- _Goal of the exercise_
Please report how many lines of the following entries hold the word "RestaurantStatus", giving the number alone.

- _Material for this task_
━━━━
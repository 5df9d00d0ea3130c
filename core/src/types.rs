//! Domain and wire types for the meal catalog.
//!
//! # Design
//! `Meal` is the canonical shape used by validation, the catalog and the
//! dashboard. `WireMeal` and `WirePayload` mirror the remote `Food` resource
//! and are defined independently from the mock-server crate; integration
//! tests catch any drift between the two.
//!
//! The remote store has no restaurant sub-object. Converting between the two
//! shapes lives in `transform`.

use std::fmt;
use std::str::FromStr;

use chrono::Utc;
use serde::{Deserialize, Serialize};

/// Price used for a new meal when the form leaves price empty.
pub const DEFAULT_PRICE: f64 = 12.99;

/// Whether a restaurant currently takes orders.
#[derive(Debug, Clone, Copy, PartialEq, Eq, Serialize, Deserialize)]
pub enum RestaurantStatus {
    #[serde(rename = "Open Now")]
    OpenNow,
    Closed,
}

impl RestaurantStatus {
    pub const fn as_str(self) -> &'static str {
        match self {
            RestaurantStatus::OpenNow => "Open Now",
            RestaurantStatus::Closed => "Closed",
        }
    }

    pub const fn is_open(self) -> bool {
        matches!(self, RestaurantStatus::OpenNow)
    }

    pub const fn from_open(open: bool) -> Self {
        if open {
            RestaurantStatus::OpenNow
        } else {
            RestaurantStatus::Closed
        }
    }
}

impl fmt::Display for RestaurantStatus {
    fn fmt(&self, f: &mut fmt::Formatter<'_>) -> fmt::Result {
        f.write_str(self.as_str())
    }
}

/// Returned when a status token is neither `Open Now` nor `Closed`.
#[derive(Debug, Clone, PartialEq, Eq, thiserror::Error)]
#[error("unknown restaurant status {0:?}")]
pub struct UnknownStatus(pub String);

impl FromStr for RestaurantStatus {
    type Err = UnknownStatus;

    /// Exact match only. `"open now"` or `" Closed"` are rejected.
    fn from_str(s: &str) -> Result<Self, Self::Err> {
        match s {
            "Open Now" => Ok(RestaurantStatus::OpenNow),
            "Closed" => Ok(RestaurantStatus::Closed),
            other => Err(UnknownStatus(other.to_string())),
        }
    }
}

#[derive(Debug, Clone, PartialEq, Serialize, Deserialize)]
#[serde(rename_all = "camelCase")]
pub struct Restaurant {
    pub id: String,
    pub name: String,
    pub logo_url: String,
    pub status: RestaurantStatus,
}

/// A catalog entry. Each meal owns its restaurant descriptor.
#[derive(Debug, Clone, PartialEq, Serialize, Deserialize)]
#[serde(rename_all = "camelCase")]
pub struct Meal {
    pub id: String,
    pub name: String,
    pub price: f64,
    pub rating: f64,
    pub image_url: String,
    pub restaurant: Restaurant,
    /// Badge for meals created during this session. Never sent to the store.
    #[serde(skip)]
    pub is_new: bool,
}

/// A validated meal that has not been assigned a store id yet.
///
/// Produced by `validation::validate` and consumed by create and update.
#[derive(Debug, Clone, PartialEq, Serialize, Deserialize)]
#[serde(rename_all = "camelCase")]
pub struct MealDraft {
    pub name: String,
    pub price: Option<f64>,
    pub rating: f64,
    pub image_url: String,
    pub restaurant: Restaurant,
}

impl MealDraft {
    /// Timestamp-based id for values that need identity before the store
    /// assigns one.
    pub fn local_id() -> String {
        Utc::now().timestamp_millis().to_string()
    }
}

impl From<&Meal> for MealDraft {
    fn from(meal: &Meal) -> Self {
        Self {
            name: meal.name.clone(),
            price: Some(meal.price),
            rating: meal.rating,
            image_url: meal.image_url.clone(),
            restaurant: meal.restaurant.clone(),
        }
    }
}

/// A record as returned by the remote `Food` resource.
#[derive(Debug, Clone, PartialEq, Eq, Serialize, Deserialize)]
pub struct WireMeal {
    pub id: String,
    pub name: String,
    pub avatar: String,
    pub rating: String,
    pub open: bool,
    pub logo: String,
    #[serde(rename = "createdAt", default)]
    pub created_at: String,
    #[serde(default, skip_serializing_if = "Option::is_none")]
    pub price: Option<String>,
}

/// Body sent on create and update. The store owns `id` and `createdAt`.
#[derive(Debug, Clone, PartialEq, Eq, Serialize, Deserialize)]
pub struct WirePayload {
    pub name: String,
    pub avatar: String,
    pub rating: String,
    pub open: bool,
    pub logo: String,
    #[serde(default, skip_serializing_if = "Option::is_none")]
    pub price: Option<String>,
}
━━━━
- _Response_
12